Print out the complete set of records below, exactly as they read.

• [DATA FOR REVIEW]
BEGIN
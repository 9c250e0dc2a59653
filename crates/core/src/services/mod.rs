//! Capability interfaces for the remote services a recording passes through.
//!
//! The pipeline never owns a concrete client. It is handed shared,
//! long-lived implementations of these traits and calls through them:
//!
//! - [`ObjectStore`]: staging area the transcription service reads from
//! - [`JobService`]: long-running transcription jobs
//! - [`ResultFetcher`]: download of the finished transcript document
//! - [`Mailer`]: final delivery of the transcript
//!
//! Reference implementations live in [`crate::backends`], mocks in
//! [`crate::testing`].

mod error;
mod traits;
mod types;

pub use error::ServiceError;
pub use traits::{JobService, Mailer, ObjectStore, ResultFetcher};
pub use types::{JobHandle, JobStatus, OutgoingMail};
//! Transcription jobs over a JSON HTTP API.
//!
//! Endpoints, relative to the configured base URL:
//! - `POST /jobs` with `{name, media_uri, language_code}`
//! - `GET /jobs/{name}`
//! - `DELETE /jobs/{name}`
//!
//! Submit and status calls answer with a [`JobHandle`] document.

use async_trait::async_trait;
use reqwest::{Client, StatusCode};
use serde::Serialize;
use tracing::debug;

use crate::config::HttpJobConfig;
use crate::services::{JobHandle, JobService, ServiceError};

use super::{build_http_client, error_from_response};

#[derive(Debug, Serialize)]
struct SubmitJobRequest<'a> {
    name: &'a str,
    media_uri: &'a str,
    language_code: &'a str,
}

/// HTTP transcription job client.
pub struct HttpJobService {
    client: Client,
    config: HttpJobConfig,
}

impl HttpJobService {
    /// Create a client with its own connection pool.
    pub fn new(config: HttpJobConfig) -> Result<Self, ServiceError> {
        let client = build_http_client(config.timeout_secs)?;
        Ok(Self::with_client(config, client))
    }

    /// Create a client on top of a shared `reqwest::Client`.
    pub fn with_client(config: HttpJobConfig, client: Client) -> Self {
        Self { client, config }
    }

    /// Get the base URL without trailing slash.
    fn base_url(&self) -> &str {
        self.config.url.trim_end_matches('/')
    }

    fn job_url(&self, job_name: &str) -> String {
        format!("{}/jobs/{}", self.base_url(), job_name)
    }

    async fn read_handle(
        &self,
        job_name: &str,
        response: reqwest::Response,
    ) -> Result<JobHandle, ServiceError> {
        match response.status() {
            status if status.is_success() => Ok(response.json::<JobHandle>().await?),
            StatusCode::NOT_FOUND => Err(ServiceError::NotFound(format!("job {}", job_name))),
            _ => Err(error_from_response(response).await),
        }
    }
}

#[async_trait]
impl JobService for HttpJobService {
    fn name(&self) -> &str {
        "http"
    }

    async fn submit(&self, job_name: &str, media_uri: &str) -> Result<JobHandle, ServiceError> {
        let url = format!("{}/jobs", self.base_url());
        let body = SubmitJobRequest {
            name: job_name,
            media_uri,
            language_code: &self.config.language_code,
        };

        let response = self.client.post(&url).json(&body).send().await?;
        let handle = self.read_handle(job_name, response).await?;
        debug!(job = %handle.name, status = %handle.status, "Job accepted");
        Ok(handle)
    }

    async fn status(&self, job_name: &str) -> Result<JobHandle, ServiceError> {
        let response = self.client.get(self.job_url(job_name)).send().await?;
        self.read_handle(job_name, response).await
    }

    async fn delete(&self, job_name: &str) -> Result<(), ServiceError> {
        let response = self.client.delete(self.job_url(job_name)).send().await?;
        match response.status() {
            status if status.is_success() => Ok(()),
            StatusCode::NOT_FOUND => Err(ServiceError::NotFound(format!("job {}", job_name))),
            _ => Err(error_from_response(response).await),
        }
    }
}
END
• [EXERCISE ANSWER]
repository 9c250e0dc2a59653
filename crates/core/src/services/mod.rs
//! Capability interfaces for the remote services a recording passes through.
//!
//! The pipeline never owns a concrete client. It is handed shared,
//! long-lived implementations of these traits and calls through them:
//!
//! - [`ObjectStore`]: staging area the transcription service reads from
//! - [`JobService`]: long-running transcription jobs
//! - [`ResultFetcher`]: download of the finished transcript document
//! - [`Mailer`]: final delivery of the transcript
//!
//! Reference implementations live in [`crate::backends`], mocks in
//! [`crate::testing`].

mod error;
mod traits;
mod types;

pub use error::ServiceError;
pub use traits::{JobService, Mailer, ObjectStore, ResultFetcher};
pub use types::{JobHandle, JobStatus, OutgoingMail};
//! Transcription jobs over a JSON HTTP API.
//!
//! Endpoints, relative to the configured base URL:
//! - `POST /jobs` with `{name, media_uri, language_code}`
//! - `GET /jobs/{name}`
//! - `DELETE /jobs/{name}`
//!
//! Submit and status calls answer with a [`JobHandle`] document.

use async_trait::async_trait;
use reqwest::{Client, StatusCode};
use serde::Serialize;
use tracing::debug;

use crate::config::HttpJobConfig;
use crate::services::{JobHandle, JobService, ServiceError};

use super::{build_http_client, error_from_response};

#[derive(Debug, Serialize)]
struct SubmitJobRequest<'a> {
    name: &'a str,
    media_uri: &'a str,
    language_code: &'a str,
}

/// HTTP transcription job client.
pub struct HttpJobService {
    client: Client,
    config: HttpJobConfig,
}

impl HttpJobService {
    /// Create a client with its own connection pool.
    pub fn new(config: HttpJobConfig) -> Result<Self, ServiceError> {
        let client = build_http_client(config.timeout_secs)?;
        Ok(Self::with_client(config, client))
    }

    /// Create a client on top of a shared `reqwest::Client`.
    pub fn with_client(config: HttpJobConfig, client: Client) -> Self {
        Self { client, config }
    }

    /// Get the base URL without trailing slash.
    fn base_url(&self) -> &str {
        self.config.url.trim_end_matches('/')
    }

    fn job_url(&self, job_name: &str) -> String {
        format!("{}/jobs/{}", self.base_url(), job_name)
    }

    async fn read_handle(
        &self,
        job_name: &str,
        response: reqwest::Response,
    ) -> Result<JobHandle, ServiceError> {
        match response.status() {
            status if status.is_success() => Ok(response.json::<JobHandle>().await?),
            StatusCode::NOT_FOUND => Err(ServiceError::NotFound(format!("job {}", job_name))),
            _ => Err(error_from_response(response).await),
        }
    }
}

#[async_trait]
impl JobService for HttpJobService {
    fn name(&self) -> &str {
        "http"
    }

    async fn submit(&self, job_name: &str, media_uri: &str) -> Result<JobHandle, ServiceError> {
        let url = format!("{}/jobs", self.base_url());
        let body = SubmitJobRequest {
            name: job_name,
            media_uri,
            language_code: &self.config.language_code,
        };

        let response = self.client.post(&url).json(&body).send().await?;
        let handle = self.read_handle(job_name, response).await?;
        debug!(job = %handle.name, status = %handle.status, "Job accepted");
        Ok(handle)
    }

    async fn status(&self, job_name: &str) -> Result<JobHandle, ServiceError> {
        let response = self.client.get(self.job_url(job_name)).send().await?;
        self.read_handle(job_name, response).await
    }

    async fn delete(&self, job_name: &str) -> Result<(), ServiceError> {
        let response = self.client.delete(self.job_url(job_name)).send().await?;
        match response.status() {
            status if status.is_success() => Ok(()),
            StatusCode::NOT_FOUND => Err(ServiceError::NotFound(format!("job {}", job_name))),
            _ => Err(error_from_response(response).await),
        }
    }
}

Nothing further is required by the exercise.